The villagers were involved in every aspect of the school’s construction, says Kéré, who enlisted the help of LOCOMAT (a Burkina Faso government agency) to provide training in brick-making. “[The people] used their bare hands to dig out and sieve the clay, which was transported in donkey carts to the building site. Very early in the morning, sometimes before seven o’clock, [children] were at the school carrying stones to the construction site, some of which weighed more than they did. And the women of the village would bring water needed for construction, carrying it on their heads sometimes from over a distance of seven kilometers (4.4 mi.),” Kéré explains.

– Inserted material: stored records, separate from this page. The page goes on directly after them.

//! Legacy three-step login: connect (region lookup), login, token exchange
//!
//! Tokens from this flow live for a fixed two hours regardless of what the
//! server says.

use std::collections::BTreeMap;
use std::sync::Arc;

use async_trait::async_trait;
use chrono::Duration;
use mowerlink_common::Clock;
use mowerlink_domain::constants::{
    LEGACY_TOKEN_LIFETIME_SECS, PATH_CREATE_SESSION, PATH_REFRESH_SESSION, PATH_REGION_GET,
    PATH_USER_LOGIN,
};
use mowerlink_domain::{ApiGeneration, ClientConfig, ClientError, Result, Session};
use serde_json::Value;
use tracing::{debug, info, instrument};
use uuid::Uuid;

use super::jwt::normalize_endpoint;
use super::{join_url, AuthStrategy, Credentials};
use crate::http::envelope::into_data;
use crate::http::{Transport, TransportRequest};
use crate::observability::fingerprint;
use crate::signing::AliyunSigner;

/// Where the account lives, as reported by the connect step.
#[derive(Debug, Clone, PartialEq, Eq)]
pub struct RegionInfo {
    /// Region identifier, when the lookup returned one
    pub region_id: Option<String>,
    /// Gateway for signed calls
    pub api_gateway: String,
    /// Base for the account login form
    pub login_base: String,
}

/// Three-step login for the legacy gateway API.
pub struct LegacyStrategy {
    transport: Arc<dyn Transport>,
    clock: Arc<dyn Clock>,
    signer: AliyunSigner,
    api_base_url: String,
    auth_base_url: String,
    country_code: String,
    region: Option<String>,
}

impl LegacyStrategy {
    /// Build from client config; nothing is sent until login.
    pub fn new(config: &ClientConfig, transport: Arc<dyn Transport>, clock: Arc<dyn Clock>) -> Self {
        Self {
            transport,
            clock,
            signer: AliyunSigner::new(config.app_key.clone(), config.app_secret.clone()),
            api_base_url: config.api_base_url.clone(),
            auth_base_url: config.auth_base_url.clone(),
            country_code: config.country_code.clone(),
            region: config.region.clone(),
        }
    }

    /// Gateway-signed call returning the envelope payload.
    async fn signed_call(
        &self,
        base: &str,
        path: &str,
        params: BTreeMap<String, String>,
        iot_token: Option<&str>,
    ) -> Result<Value> {
        let nonce = Uuid::new_v4().to_string();
        let signed =
            self.signer.sign(path, params, iot_token, self.clock.millis_since_epoch(), &nonce)?;
        let request = TransportRequest::post(join_url(base, path))
            .headers(signed.headers)
            .form(signed.params);
        into_data(self.transport.execute(request).await?)
    }

    /// Step 1: resolve region and endpoints. Missing fields keep the
    /// configured defaults.
    #[instrument(skip(self))]
    pub async fn connect(&self) -> Result<RegionInfo> {
        let params = BTreeMap::from([
            ("type".to_string(), "THIRD_AUTHCODE".to_string()),
            ("countryCode".to_string(), self.country_code.clone()),
        ]);
        let data = self.signed_call(&self.api_base_url, PATH_REGION_GET, params, None).await?;

        let field = |key: &str| {
            data.get(key).and_then(Value::as_str).filter(|v| !v.trim().is_empty())
        };
        let info = RegionInfo {
            region_id: field("regionId").map(str::to_string).or_else(|| self.region.clone()),
            api_gateway: field("apiGatewayEndpoint")
                .map(normalize_endpoint)
                .unwrap_or_else(|| self.api_base_url.clone()),
            login_base: field("oaApiGatewayEndpoint")
                .map(normalize_endpoint)
                .unwrap_or_else(|| self.auth_base_url.clone()),
        };

        debug!(region = ?info.region_id, gateway = %info.api_gateway, "resolved account region");
        Ok(info)
    }

    /// Step 2: account login, yielding a one-time auth code.
    async fn login(&self, login_base: &str, credentials: &Credentials, client_id: &str) -> Result<String> {
        let form = BTreeMap::from([
            ("email".to_string(), credentials.email.clone()),
            ("password".to_string(), credentials.password.expose().to_string()),
            ("clientId".to_string(), client_id.to_string()),
        ]);
        let request = TransportRequest::post(join_url(login_base, PATH_USER_LOGIN)).form(form);
        let data = into_data(self.transport.execute(request).await?)?;

        data.get("authCode")
            .and_then(Value::as_str)
            .filter(|code| !code.is_empty())
            .map(str::to_string)
            .ok_or_else(|| ClientError::InvalidResponse("login response has no authCode".into()))
    }

    /// Step 3: trade the auth code for an IoT token.
    async fn exchange(&self, region: &RegionInfo, auth_code: &str, client_id: &str) -> Result<Session> {
        let params = BTreeMap::from([
            ("authCode".to_string(), auth_code.to_string()),
            ("accountType".to_string(), "OA_SESSION".to_string()),
            ("appKey".to_string(), self.signer.app_key().to_string()),
        ]);
        let data = self.signed_call(&region.api_gateway, PATH_CREATE_SESSION, params, None).await?;

        let access_token = required_str(&data, "iotToken")?;
        let refresh_token = required_str(&data, "refreshToken")?;
        let identity_id = data
            .pointer("/identity/identityId")
            .and_then(Value::as_str)
            .map(str::to_string);

        Ok(Session {
            access_token,
            refresh_token,
            expires_at: self.clock.now_utc() + Duration::seconds(LEGACY_TOKEN_LIFETIME_SECS),
            identity_id,
            client_id: client_id.to_string(),
            endpoint: Some(region.api_gateway.clone()),
            iot_endpoint: None,
            region: region.region_id.clone(),
        })
    }
}

#[async_trait]
impl AuthStrategy for LegacyStrategy {
    fn generation(&self) -> ApiGeneration {
        ApiGeneration::Legacy
    }

    #[instrument(skip(self, credentials, client_id), fields(email = %credentials.email))]
    async fn authenticate(&self, credentials: &Credentials, client_id: &str) -> Result<Session> {
        let region = self.connect().await?;
        let auth_code = self.login(&region.login_base, credentials, client_id).await?;
        let session = self.exchange(&region, &auth_code, client_id).await?;

        info!(token = %fingerprint(&session.access_token), "legacy session established");
        Ok(session)
    }

    #[instrument(skip(self, session))]
    async fn refresh(&self, session: &Session) -> Result<Session> {
        let mut params = BTreeMap::from([("refreshToken".to_string(), session.refresh_token.clone())]);
        if let Some(identity) = &session.identity_id {
            params.insert("identityId".to_string(), identity.clone());
        }

        let base = session.endpoint.as_deref().unwrap_or(&self.api_base_url);
        let data = self.signed_call(base, PATH_REFRESH_SESSION, params, None).await?;

        let access_token = required_str(&data, "iotToken")?;
        let refresh_token = data
            .get("refreshToken")
            .and_then(Value::as_str)
            .filter(|t| !t.is_empty())
            .map_or_else(|| session.refresh_token.clone(), str::to_string);

        info!(token = %fingerprint(&access_token), "legacy session refreshed");
        Ok(Session {
            access_token,
            refresh_token,
            expires_at: self.clock.now_utc() + Duration::seconds(LEGACY_TOKEN_LIFETIME_SECS),
            ..session.clone()
        })
    }

    fn signer(&self) -> &AliyunSigner {
        &self.signer
    }

    fn default_gateway(&self) -> &str {
        &self.api_base_url
    }
}

pub(crate) fn required_str(data: &Value, key: &str) -> Result<String> {
    data.get(key)
        .and_then(Value::as_str)
        .filter(|v| !v.is_empty())
        .map(str::to_string)
        .ok_or_else(|| ClientError::InvalidResponse(format!("response is missing {key}")))
}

Today the school, which received the 2004 Aga Khan Award for Architecture, is overflowing with students and has become a model not only of sustainable building but also of the power of architecture to uplift and inspire. Designed for 120 children, the school now has 350 students and another 150 on the wait list. Nomadic families who shunned formal education in the past have enrolled their children. Girls, too, now attend classes. Two neighboring villages have built their own schools following Gando’s cooperative approach, and local authorities have employed many of the young people trained during the school’s construction to build other public projects using the same techniques.
A double-roof superstructure overhangs the building, creating shaded areas and preventing the classrooms underneath from gaining heat. All photographs Diébédo Francis Kéré/Aga Khan Foundation
“Without education, development is a dream.”